- _WORK ITEM_: Your answer should consist of the complete listing, repeated verbatim.

- _PROVIDED DATA_:
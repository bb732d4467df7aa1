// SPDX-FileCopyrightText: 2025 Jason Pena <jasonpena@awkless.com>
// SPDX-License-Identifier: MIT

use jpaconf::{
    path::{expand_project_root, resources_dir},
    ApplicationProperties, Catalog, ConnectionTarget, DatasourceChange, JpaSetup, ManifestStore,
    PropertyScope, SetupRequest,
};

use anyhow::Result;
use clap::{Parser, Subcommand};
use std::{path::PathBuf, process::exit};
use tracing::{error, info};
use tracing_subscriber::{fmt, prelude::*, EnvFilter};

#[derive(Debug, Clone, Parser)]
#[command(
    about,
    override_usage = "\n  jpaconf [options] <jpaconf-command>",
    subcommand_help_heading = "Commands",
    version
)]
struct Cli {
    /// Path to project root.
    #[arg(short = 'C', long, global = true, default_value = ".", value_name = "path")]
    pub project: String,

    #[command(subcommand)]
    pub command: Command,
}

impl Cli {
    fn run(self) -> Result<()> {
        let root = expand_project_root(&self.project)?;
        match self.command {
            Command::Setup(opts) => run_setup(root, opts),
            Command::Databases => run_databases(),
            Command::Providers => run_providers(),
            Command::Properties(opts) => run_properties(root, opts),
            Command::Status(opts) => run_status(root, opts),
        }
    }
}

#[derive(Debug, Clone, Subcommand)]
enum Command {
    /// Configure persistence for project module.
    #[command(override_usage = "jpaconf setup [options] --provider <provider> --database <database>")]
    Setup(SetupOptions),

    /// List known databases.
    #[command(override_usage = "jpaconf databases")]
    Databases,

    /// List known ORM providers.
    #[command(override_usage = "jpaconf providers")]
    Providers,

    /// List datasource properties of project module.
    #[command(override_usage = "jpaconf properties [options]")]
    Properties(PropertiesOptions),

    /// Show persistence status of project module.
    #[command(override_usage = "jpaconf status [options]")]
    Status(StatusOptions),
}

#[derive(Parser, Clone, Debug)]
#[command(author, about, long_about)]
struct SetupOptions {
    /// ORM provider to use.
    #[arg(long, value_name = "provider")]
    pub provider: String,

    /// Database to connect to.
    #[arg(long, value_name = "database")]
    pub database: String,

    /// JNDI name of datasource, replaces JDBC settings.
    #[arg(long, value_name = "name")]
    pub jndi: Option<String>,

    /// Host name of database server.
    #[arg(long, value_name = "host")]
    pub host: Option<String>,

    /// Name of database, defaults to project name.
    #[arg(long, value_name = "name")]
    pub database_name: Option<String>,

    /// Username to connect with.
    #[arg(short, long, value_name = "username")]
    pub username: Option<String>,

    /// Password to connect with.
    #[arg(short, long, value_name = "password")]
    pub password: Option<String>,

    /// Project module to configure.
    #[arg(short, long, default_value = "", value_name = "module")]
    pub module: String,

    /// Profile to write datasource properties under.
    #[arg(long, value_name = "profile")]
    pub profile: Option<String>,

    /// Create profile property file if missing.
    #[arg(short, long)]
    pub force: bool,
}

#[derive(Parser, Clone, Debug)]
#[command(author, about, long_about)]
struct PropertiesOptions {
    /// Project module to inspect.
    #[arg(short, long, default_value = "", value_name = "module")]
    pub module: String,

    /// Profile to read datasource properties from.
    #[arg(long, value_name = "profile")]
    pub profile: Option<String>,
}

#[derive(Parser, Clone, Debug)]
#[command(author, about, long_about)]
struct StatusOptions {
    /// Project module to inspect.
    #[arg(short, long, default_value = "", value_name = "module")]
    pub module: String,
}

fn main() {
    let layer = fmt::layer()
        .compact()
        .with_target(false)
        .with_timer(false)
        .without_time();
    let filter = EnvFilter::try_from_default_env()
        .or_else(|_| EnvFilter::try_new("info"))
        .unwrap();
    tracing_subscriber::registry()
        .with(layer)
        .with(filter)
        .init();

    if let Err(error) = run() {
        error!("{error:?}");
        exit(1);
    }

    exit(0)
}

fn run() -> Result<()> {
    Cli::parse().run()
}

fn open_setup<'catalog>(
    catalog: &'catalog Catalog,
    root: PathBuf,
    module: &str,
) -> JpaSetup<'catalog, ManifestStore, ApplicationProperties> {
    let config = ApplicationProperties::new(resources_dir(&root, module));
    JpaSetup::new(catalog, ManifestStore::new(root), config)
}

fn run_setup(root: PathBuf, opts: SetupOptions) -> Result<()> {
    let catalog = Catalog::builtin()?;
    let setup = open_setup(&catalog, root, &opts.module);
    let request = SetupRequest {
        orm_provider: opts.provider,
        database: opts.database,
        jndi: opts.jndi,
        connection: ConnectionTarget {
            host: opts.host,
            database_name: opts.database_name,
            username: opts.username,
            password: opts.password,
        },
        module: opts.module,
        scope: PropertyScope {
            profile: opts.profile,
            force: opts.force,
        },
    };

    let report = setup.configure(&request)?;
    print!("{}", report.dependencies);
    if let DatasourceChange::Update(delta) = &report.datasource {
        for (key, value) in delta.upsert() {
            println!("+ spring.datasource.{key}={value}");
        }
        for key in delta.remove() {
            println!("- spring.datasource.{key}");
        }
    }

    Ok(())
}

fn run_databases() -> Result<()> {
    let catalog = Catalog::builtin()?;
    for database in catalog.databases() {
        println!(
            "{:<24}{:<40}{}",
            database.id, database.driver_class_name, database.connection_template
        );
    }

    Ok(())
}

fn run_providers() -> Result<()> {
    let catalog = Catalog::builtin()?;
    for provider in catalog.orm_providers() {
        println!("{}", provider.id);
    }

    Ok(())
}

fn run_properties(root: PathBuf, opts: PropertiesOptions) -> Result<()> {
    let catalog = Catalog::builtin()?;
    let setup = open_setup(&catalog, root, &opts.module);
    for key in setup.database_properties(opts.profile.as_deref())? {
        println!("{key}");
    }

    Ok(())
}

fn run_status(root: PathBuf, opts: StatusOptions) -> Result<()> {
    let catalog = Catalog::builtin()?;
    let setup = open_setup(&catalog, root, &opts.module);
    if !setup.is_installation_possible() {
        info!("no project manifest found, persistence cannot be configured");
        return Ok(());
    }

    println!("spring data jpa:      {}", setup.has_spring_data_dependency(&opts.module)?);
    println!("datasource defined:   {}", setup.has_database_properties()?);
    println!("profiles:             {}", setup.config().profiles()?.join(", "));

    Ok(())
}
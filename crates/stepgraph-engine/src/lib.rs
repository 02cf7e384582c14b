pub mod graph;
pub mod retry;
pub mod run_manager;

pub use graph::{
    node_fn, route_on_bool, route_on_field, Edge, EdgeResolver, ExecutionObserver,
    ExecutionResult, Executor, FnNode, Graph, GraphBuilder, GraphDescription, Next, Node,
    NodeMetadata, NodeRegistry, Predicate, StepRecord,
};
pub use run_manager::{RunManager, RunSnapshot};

- _WRITTEN ANSWER_:
repository bb732d4467df7aa1
// SPDX-FileCopyrightText: 2025 Jason Pena <jasonpena@awkless.com>
// SPDX-License-Identifier: MIT

use jpaconf::{
    path::{expand_project_root, resources_dir},
    ApplicationProperties, Catalog, ConnectionTarget, DatasourceChange, JpaSetup, ManifestStore,
    PropertyScope, SetupRequest,
};

use anyhow::Result;
use clap::{Parser, Subcommand};
use std::{path::PathBuf, process::exit};
use tracing::{error, info};
use tracing_subscriber::{fmt, prelude::*, EnvFilter};

#[derive(Debug, Clone, Parser)]
#[command(
    about,
    override_usage = "\n  jpaconf [options] <jpaconf-command>",
    subcommand_help_heading = "Commands",
    version
)]
struct Cli {
    /// Path to project root.
    #[arg(short = 'C', long, global = true, default_value = ".", value_name = "path")]
    pub project: String,

    #[command(subcommand)]
    pub command: Command,
}

impl Cli {
    fn run(self) -> Result<()> {
        let root = expand_project_root(&self.project)?;
        match self.command {
            Command::Setup(opts) => run_setup(root, opts),
            Command::Databases => run_databases(),
            Command::Providers => run_providers(),
            Command::Properties(opts) => run_properties(root, opts),
            Command::Status(opts) => run_status(root, opts),
        }
    }
}

#[derive(Debug, Clone, Subcommand)]
enum Command {
    /// Configure persistence for project module.
    #[command(override_usage = "jpaconf setup [options] --provider <provider> --database <database>")]
    Setup(SetupOptions),

    /// List known databases.
    #[command(override_usage = "jpaconf databases")]
    Databases,

    /// List known ORM providers.
    #[command(override_usage = "jpaconf providers")]
    Providers,

    /// List datasource properties of project module.
    #[command(override_usage = "jpaconf properties [options]")]
    Properties(PropertiesOptions),

    /// Show persistence status of project module.
    #[command(override_usage = "jpaconf status [options]")]
    Status(StatusOptions),
}

#[derive(Parser, Clone, Debug)]
#[command(author, about, long_about)]
struct SetupOptions {
    /// ORM provider to use.
    #[arg(long, value_name = "provider")]
    pub provider: String,

    /// Database to connect to.
    #[arg(long, value_name = "database")]
    pub database: String,

    /// JNDI name of datasource, replaces JDBC settings.
    #[arg(long, value_name = "name")]
    pub jndi: Option<String>,

    /// Host name of database server.
    #[arg(long, value_name = "host")]
    pub host: Option<String>,

    /// Name of database, defaults to project name.
    #[arg(long, value_name = "name")]
    pub database_name: Option<String>,

    /// Username to connect with.
    #[arg(short, long, value_name = "username")]
    pub username: Option<String>,

    /// Password to connect with.
    #[arg(short, long, value_name = "password")]
    pub password: Option<String>,

    /// Project module to configure.
    #[arg(short, long, default_value = "", value_name = "module")]
    pub module: String,

    /// Profile to write datasource properties under.
    #[arg(long, value_name = "profile")]
    pub profile: Option<String>,

    /// Create profile property file if missing.
    #[arg(short, long)]
    pub force: bool,
}

#[derive(Parser, Clone, Debug)]
#[command(author, about, long_about)]
struct PropertiesOptions {
    /// Project module to inspect.
    #[arg(short, long, default_value = "", value_name = "module")]
    pub module: String,

    /// Profile to read datasource properties from.
    #[arg(long, value_name = "profile")]
    pub profile: Option<String>,
}

#[derive(Parser, Clone, Debug)]
#[command(author, about, long_about)]
struct StatusOptions {
    /// Project module to inspect.
    #[arg(short, long, default_value = "", value_name = "module")]
    pub module: String,
}

fn main() {
    let layer = fmt::layer()
        .compact()
        .with_target(false)
        .with_timer(false)
        .without_time();
    let filter = EnvFilter::try_from_default_env()
        .or_else(|_| EnvFilter::try_new("info"))
        .unwrap();
    tracing_subscriber::registry()
        .with(layer)
        .with(filter)
        .init();

    if let Err(error) = run() {
        error!("{error:?}");
        exit(1);
    }

    exit(0)
}

fn run() -> Result<()> {
    Cli::parse().run()
}

fn open_setup<'catalog>(
    catalog: &'catalog Catalog,
    root: PathBuf,
    module: &str,
) -> JpaSetup<'catalog, ManifestStore, ApplicationProperties> {
    let config = ApplicationProperties::new(resources_dir(&root, module));
    JpaSetup::new(catalog, ManifestStore::new(root), config)
}

fn run_setup(root: PathBuf, opts: SetupOptions) -> Result<()> {
    let catalog = Catalog::builtin()?;
    let setup = open_setup(&catalog, root, &opts.module);
    let request = SetupRequest {
        orm_provider: opts.provider,
        database: opts.database,
        jndi: opts.jndi,
        connection: ConnectionTarget {
            host: opts.host,
            database_name: opts.database_name,
            username: opts.username,
            password: opts.password,
        },
        module: opts.module,
        scope: PropertyScope {
            profile: opts.profile,
            force: opts.force,
        },
    };

    let report = setup.configure(&request)?;
    print!("{}", report.dependencies);
    if let DatasourceChange::Update(delta) = &report.datasource {
        for (key, value) in delta.upsert() {
            println!("+ spring.datasource.{key}={value}");
        }
        for key in delta.remove() {
            println!("- spring.datasource.{key}");
        }
    }

    Ok(())
}

fn run_databases() -> Result<()> {
    let catalog = Catalog::builtin()?;
    for database in catalog.databases() {
        println!(
            "{:<24}{:<40}{}",
            database.id, database.driver_class_name, database.connection_template
        );
    }

    Ok(())
}

fn run_providers() -> Result<()> {
    let catalog = Catalog::builtin()?;
    for provider in catalog.orm_providers() {
        println!("{}", provider.id);
    }

    Ok(())
}

fn run_properties(root: PathBuf, opts: PropertiesOptions) -> Result<()> {
    let catalog = Catalog::builtin()?;
    let setup = open_setup(&catalog, root, &opts.module);
    for key in setup.database_properties(opts.profile.as_deref())? {
        println!("{key}");
    }

    Ok(())
}

fn run_status(root: PathBuf, opts: StatusOptions) -> Result<()> {
    let catalog = Catalog::builtin()?;
    let setup = open_setup(&catalog, root, &opts.module);
    if !setup.is_installation_possible() {
        info!("no project manifest found, persistence cannot be configured");
        return Ok(());
    }

    println!("spring data jpa:      {}", setup.has_spring_data_dependency(&opts.module)?);
    println!("datasource defined:   {}", setup.has_database_properties()?);
    println!("profiles:             {}", setup.config().profiles()?.join(", "));

    Ok(())
}
filename crates/stepgraph-engine/src/lib.rs
repository 02cf7e384582c14b
pub mod graph;
pub mod retry;
pub mod run_manager;

pub use graph::{
    node_fn, route_on_bool, route_on_field, Edge, EdgeResolver, ExecutionObserver,
    ExecutionResult, Executor, FnNode, Graph, GraphBuilder, GraphDescription, Next, Node,
    NodeMetadata, NodeRegistry, Predicate, StepRecord,
};
pub use run_manager::{RunManager, RunSnapshot};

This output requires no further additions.